Rather than empowering yet another army of government investigators, Tutunjian proposed something radical by California standards: educating citizens to make informed choices.

Families should demand accreditation. They should ask about quality and compliance programs. They should inquire about volunteer programs, bereavement care, and specialty services.

“Do they have a volunteer program? Do they have a bereavement care program? All of this is essential in evaluating the quality of a program,” Tutunjian said. “It goes back to educating the public and the consumer on the right questions to ask.”

Imagine that—empowering Americans to evaluate service providers themselves rather than trusting the same government apparatus that created the licensing disaster in the first place.

Including Industry Voices in Reform

As Dr. Oz escalates his investigation into California’s health sector, Tutunjian issued a reasonable demand: include the people who actually operate in this industry when crafting solutions.

“Providers and stakeholders need to be at the table, we need to be a part of the conversation, and we need to be a part of the solution,” he insisted.

This shouldn’t be controversial. The people delivering end-of-life care day in and day out understand the operational realities better than Washington bureaucrats flying in to score political points.
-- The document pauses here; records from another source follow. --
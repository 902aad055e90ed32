use crate::error::Result;
use csv::ReaderBuilder;
use serde::Deserialize;
use std::cmp::Ordering;
use std::collections::HashMap;
use std::io::Read;
use std::path::Path;
use tracing::{debug, warn};

/// Stints this short or shorter say nothing useful about degradation.
pub const MIN_STINT_LAPS: usize = 5;
/// Laps this much faster than their stint median are push laps.
pub const PUSH_LAP_MARGIN: f64 = 1.5;

// column names as exported by the timing feed
#[derive(Debug, Deserialize)]
struct RawLapData {
    #[serde(rename = "Driver")] driver: String,
    #[serde(rename = "LapNumber")] lap_number: f64,
    #[serde(rename = "Compound")] compound: String,
    #[serde(rename = "TyreLife")] tyre_life: f64,
    #[serde(rename = "LapTimeSeconds")] lap_time_seconds: Option<f64>,
    #[serde(rename = "PitOutTime")] pit_out_time: Option<String>,
    #[serde(rename = "PitInTime")] pit_in_time: Option<String>,
}

#[derive(Debug, Clone, PartialEq)]
pub struct ProcessedLapData {
    pub driver: String,
    pub lap_number: u32,
    pub compound: String,
    pub tyre_life: u32,
    pub lap_time_seconds: f64,
    pub is_pit_out_lap: bool,
    pub is_pit_in_lap: bool,
}

/// One cleaned observation for curve fitting.
#[derive(Debug, Clone, Copy, PartialEq)]
pub struct LapSample {
    pub tyre_age: u32,
    pub lap_time: f64,
}

/// Lap telemetry regrouped per driver, each driver's laps in lap order.
pub struct DataProcessor {
    pub driver_data: HashMap<String, Vec<ProcessedLapData>>,
}

impl DataProcessor {
    pub fn new<P: AsRef<Path>>(filename: P) -> Result<Self> {
        let reader = ReaderBuilder::new().has_headers(true).from_path(filename)?;
        Self::from_csv(reader)
    }

    pub fn from_reader<R: Read>(rdr: R) -> Result<Self> {
        let reader = ReaderBuilder::new().has_headers(true).from_reader(rdr);
        Self::from_csv(reader)
    }

    fn from_csv<R: Read>(mut reader: csv::Reader<R>) -> Result<Self> {
        let mut driver_data: HashMap<String, Vec<ProcessedLapData>> = HashMap::new();
        let mut skipped = 0usize;

        for res in reader.deserialize() {
            let raw: RawLapData = res?;
            let lap_time = match raw.lap_time_seconds {
                Some(t) if t.is_finite() && t > 0.0 => t,
                _ => {
                    skipped += 1;
                    continue;
                }
            };
            let lap_ok = raw.lap_number.is_finite() && raw.lap_number >= 1.0;
            let age_ok = raw.tyre_life.is_finite() && raw.tyre_life >= 0.0;
            if raw.driver.is_empty() || raw.compound.is_empty() || !lap_ok || !age_ok {
                skipped += 1;
                continue;
            }
            let lap = ProcessedLapData {
                driver: raw.driver,
                lap_number: raw.lap_number.round() as u32,
                compound: raw.compound.to_uppercase(),
                tyre_life: raw.tyre_life.round() as u32,
                lap_time_seconds: lap_time,
                is_pit_out_lap: raw.pit_out_time.is_some_and(|s| !s.is_empty()),
                is_pit_in_lap: raw.pit_in_time.is_some_and(|s| !s.is_empty()),
            };
            driver_data.entry(lap.driver.clone()).or_default().push(lap);
        }

        for laps in driver_data.values_mut() {
            laps.sort_by_key(|d| d.lap_number);
        }
        if skipped > 0 {
            warn!(skipped, "dropped telemetry rows without a usable lap time");
        }
        debug!(drivers = driver_data.len(), "loaded lap telemetry");
        Ok(DataProcessor { driver_data })
    }

    /// Every stint driven, across all drivers.
    pub fn stints(&self) -> Vec<&[ProcessedLapData]> {
        self.driver_data
            .values()
            .flat_map(|laps| split_stints(laps))
            .collect()
    }

    /// Clean laps per compound, ready for fitting.
    ///
    /// Short stints are dropped entirely; within a stint the opening lap,
    /// pit-out laps and push laps are dropped.
    pub fn fitting_samples(&self) -> HashMap<String, Vec<LapSample>> {
        let mut samples: HashMap<String, Vec<LapSample>> = HashMap::new();
        for stint in self.stints() {
            if stint.len() <= MIN_STINT_LAPS {
                continue;
            }
            let times: Vec<f64> = stint.iter().map(|l| l.lap_time_seconds).collect();
            let threshold = median(&times) - PUSH_LAP_MARGIN;
            let kept = stint
                .iter()
                .skip(1)
                .filter(|l| !l.is_pit_out_lap && l.lap_time_seconds > threshold)
                .map(|l| LapSample {
                    tyre_age: l.tyre_life,
                    lap_time: l.lap_time_seconds,
                });
            samples.entry(stint[0].compound.clone()).or_default().extend(kept);
        }
        samples
    }
}

// A stint ends on a pit-in lap, right before a pit-out lap, when the compound
// changes, or at the driver's last lap.
fn split_stints(laps: &[ProcessedLapData]) -> Vec<&[ProcessedLapData]> {
    let mut stints = Vec::new();
    let mut start = 0;
    for (i, curr) in laps.iter().enumerate() {
        let is_stint_end = match laps.get(i + 1) {
            None => true,
            Some(next) => curr.is_pit_in_lap || next.is_pit_out_lap || next.compound != curr.compound,
        };
        if is_stint_end {
            stints.push(&laps[start..=i]);
            start = i + 1;
        }
    }
    stints
}

fn median(values: &[f64]) -> f64 {
    let mut sorted = values.to_vec();
    sorted.sort_by(|a, b| a.partial_cmp(b).unwrap_or(Ordering::Equal));
    let mid = sorted.len() / 2;
    if sorted.is_empty() {
        f64::NAN
    } else if sorted.len() % 2 == 0 {
        (sorted[mid - 1] + sorted[mid]) / 2.0
    } else {
        sorted[mid]
    }
}

#[cfg(test)]
mod tests {
    use super::*;

    const HEADER: &str = "Driver,LapNumber,Compound,TyreLife,LapTimeSeconds,PitOutTime,PitInTime\n";

    fn csv_of(rows: &[&str]) -> String {
        let mut s = HEADER.to_string();
        for row in rows {
            s.push_str(row);
            s.push('\n');
        }
        s
    }

    #[test]
    fn groups_and_sorts_by_driver() {
        let data = csv_of(&[
            "VER,2,medium,2,81.0,,",
            "VER,1,medium,1,82.0,,",
            "HAM,1,hard,1,83.0,,",
            "HAM,2,hard,2,,,",
        ]);
        let processor = DataProcessor::from_reader(data.as_bytes()).unwrap();
        let ver = &processor.driver_data["VER"];
        assert_eq!(ver.iter().map(|l| l.lap_number).collect::<Vec<_>>(), [1, 2]);
        assert_eq!(ver[0].compound, "MEDIUM");
        assert_eq!(processor.driver_data["HAM"].len(), 1);
    }

    #[test]
    fn nan_lap_number_or_tyre_life_is_skipped() {
        let data = csv_of(&[
            "VER,NaN,MEDIUM,1,82.0,,",
            "VER,2,MEDIUM,NaN,82.1,,",
            "VER,3,MEDIUM,inf,82.2,,",
            "VER,4,MEDIUM,4,82.3,,",
        ]);
        let processor = DataProcessor::from_reader(data.as_bytes()).unwrap();
        let ver = &processor.driver_data["VER"];
        assert_eq!(ver.len(), 1);
        assert_eq!(ver[0].lap_number, 4);
        assert_eq!(ver[0].tyre_life, 4);
    }

    #[test]
    fn splits_on_pit_and_compound_change() {
        let data = csv_of(&[
            "VER,1,MEDIUM,1,82.0,,",
            "VER,2,MEDIUM,2,82.1,,",
            "VER,3,MEDIUM,3,85.0,,1:02:03",
            "VER,4,HARD,1,90.0,1:02:30,",
            "VER,5,HARD,2,83.0,,",
            "VER,6,SOFT,1,81.0,,",
        ]);
        let processor = DataProcessor::from_reader(data.as_bytes()).unwrap();
        let lengths: Vec<usize> = processor.stints().iter().map(|s| s.len()).collect();
        assert_eq!(lengths, [3, 2, 1]);
    }

    #[test]
    fn cleaning_drops_short_stints_first_laps_and_push_laps() {
        let mut rows = vec![
            "VER,1,SOFT,1,80.0,,".to_string(),
            "VER,2,SOFT,2,80.0,,".to_string(),
        ];
        for lap in 3..=12 {
            rows.push(format!("LEC,{lap},MEDIUM,{lap},{},,", if lap == 5 { 75.0 } else { 81.0 }));
        }
        let refs: Vec<&str> = rows.iter().map(|s| s.as_str()).collect();
        let processor = DataProcessor::from_reader(csv_of(&refs).as_bytes()).unwrap();
        let samples = processor.fitting_samples();

        assert!(!samples.contains_key("SOFT"));
        let medium = &samples["MEDIUM"];
        // ten laps, minus the opening lap, minus the push lap
        assert_eq!(medium.len(), 8);
        assert!(medium.iter().all(|s| s.lap_time == 81.0));
        assert!(medium.iter().all(|s| s.tyre_age != 3));
    }

    #[test]
    fn median_handles_even_and_odd() {
        assert_eq!(median(&[3.0, 1.0, 2.0]), 2.0);
        assert_eq!(median(&[4.0, 1.0, 2.0, 3.0]), 2.5);
        assert!(median(&[]).is_nan());
    }
}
The hospice fraud scandal is real, but it’s fundamentally a government-created crisis. State regulators flooded the market with licenses, federal oversight proved inadequate, and now legitimate operators like Tutunjian face suspicion because Sacramento couldn’t perform its most basic function.

Real reform requires acknowledging that uncomfortable truth—something California’s political class has shown zero interest in doing.